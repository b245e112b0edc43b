use std::sync::Arc;
use tokio::sync::Mutex;

use crate::config::Config;
use crate::dashboard::Dashboard;
use crate::data;
use crate::error::AppResult;

/// Shared handler state: one dashboard per process.
/// Each request applies its event and re-renders under the lock.
#[derive(Clone)]
pub struct AppState {
    pub dashboard: Arc<Mutex<Dashboard>>,
}

impl AppState {
    pub fn new(dashboard: Dashboard) -> Self {
        Self {
            dashboard: Arc::new(Mutex::new(dashboard)),
        }
    }

    /// Load the configured table and build the dashboard over it.
    ///
    /// # Errors
    ///
    /// Returns `AppError::Table` if the CSV cannot be loaded and
    /// `AppError::Dashboard` if the sensor list is empty.
    pub fn from_config(config: &Config) -> AppResult<Self> {
        // Loaded once; stays read-only for the life of the process
        let table = data::load_csv(&config.data_path, config.timestamp_format.as_deref())?;
        let dashboard = Dashboard::new(Arc::new(table), config.dashboard_options())?;

        if dashboard.chart().is_failed() {
            tracing::warn!("Initial chart failed to render; check SENSOR_NAMES and STATS_TO_SHOW");
        }

        Ok(Self::new(dashboard))
    }
}
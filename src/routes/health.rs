use axum::http::StatusCode;

/// Health check endpoint
///
/// Returns 200 OK if the service is running.
#[utoipa::path(
    get,
    path = "/healthz",
    responses(
        (status = 200, description = "Service is healthy"),
    ),
    tag = "health"
)]
pub async fn healthz() -> StatusCode {
    StatusCode::OK
}
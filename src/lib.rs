//! Sensor Dashboard - interactive time-series dashboard for multi-sensor telemetry
//!
//! This library exposes the core modules for testing and reuse.

pub mod chart;
pub mod common;
pub mod config;
pub mod dashboard;
pub mod data;
pub mod error;
pub mod routes;
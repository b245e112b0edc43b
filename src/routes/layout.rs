use axum::{
    Json,
    extract::{Path, State},
};

use crate::common::AppState;
use crate::dashboard::{Component, Layout};
use crate::error::{AppError, AppResult};

/// Get the dashboard layout
///
/// Returns the declarative page description for the current selection.
#[utoipa::path(
    get,
    path = "/api/layout",
    responses(
        (status = 200, description = "Layout retrieved successfully", body = Layout),
    ),
    tag = "dashboard"
)]
pub async fn get_layout(State(state): State<AppState>) -> Json<Layout> {
    Json(state.dashboard.lock().await.layout())
}

/// Get a single layout component by id
#[utoipa::path(
    get,
    path = "/api/layout/{component_id}",
    params(
        ("component_id" = String, Path, description = "Component id, e.g. `sensor` or `selected-range`"),
    ),
    responses(
        (status = 200, description = "Component retrieved successfully", body = Component),
        (status = 404, description = "No component with this id"),
    ),
    tag = "dashboard"
)]
pub async fn get_layout_component(
    State(state): State<AppState>,
    Path(component_id): Path<String>,
) -> AppResult<Json<Component>> {
    let layout = state.dashboard.lock().await.layout();

    layout
        .find(&component_id)
        .cloned()
        .map(Json)
        .ok_or_else(|| AppError::NotFound(format!("Component '{component_id}' not found")))
}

* * * * *

Every line above from the line with "under the lock." to the line with "be loaded and", inclusive, must be returned exactly; no other line belongs in the reply.

/// Each request applies its event and re-renders under the lock.
#[derive(Clone)]
pub struct AppState {
    pub dashboard: Arc<Mutex<Dashboard>>,
}

impl AppState {
    pub fn new(dashboard: Dashboard) -> Self {
        Self {
            dashboard: Arc::new(Mutex::new(dashboard)),
        }
    }

    /// Load the configured table and build the dashboard over it.
    ///
    /// # Errors
    ///
    /// Returns `AppError::Table` if the CSV cannot be loaded and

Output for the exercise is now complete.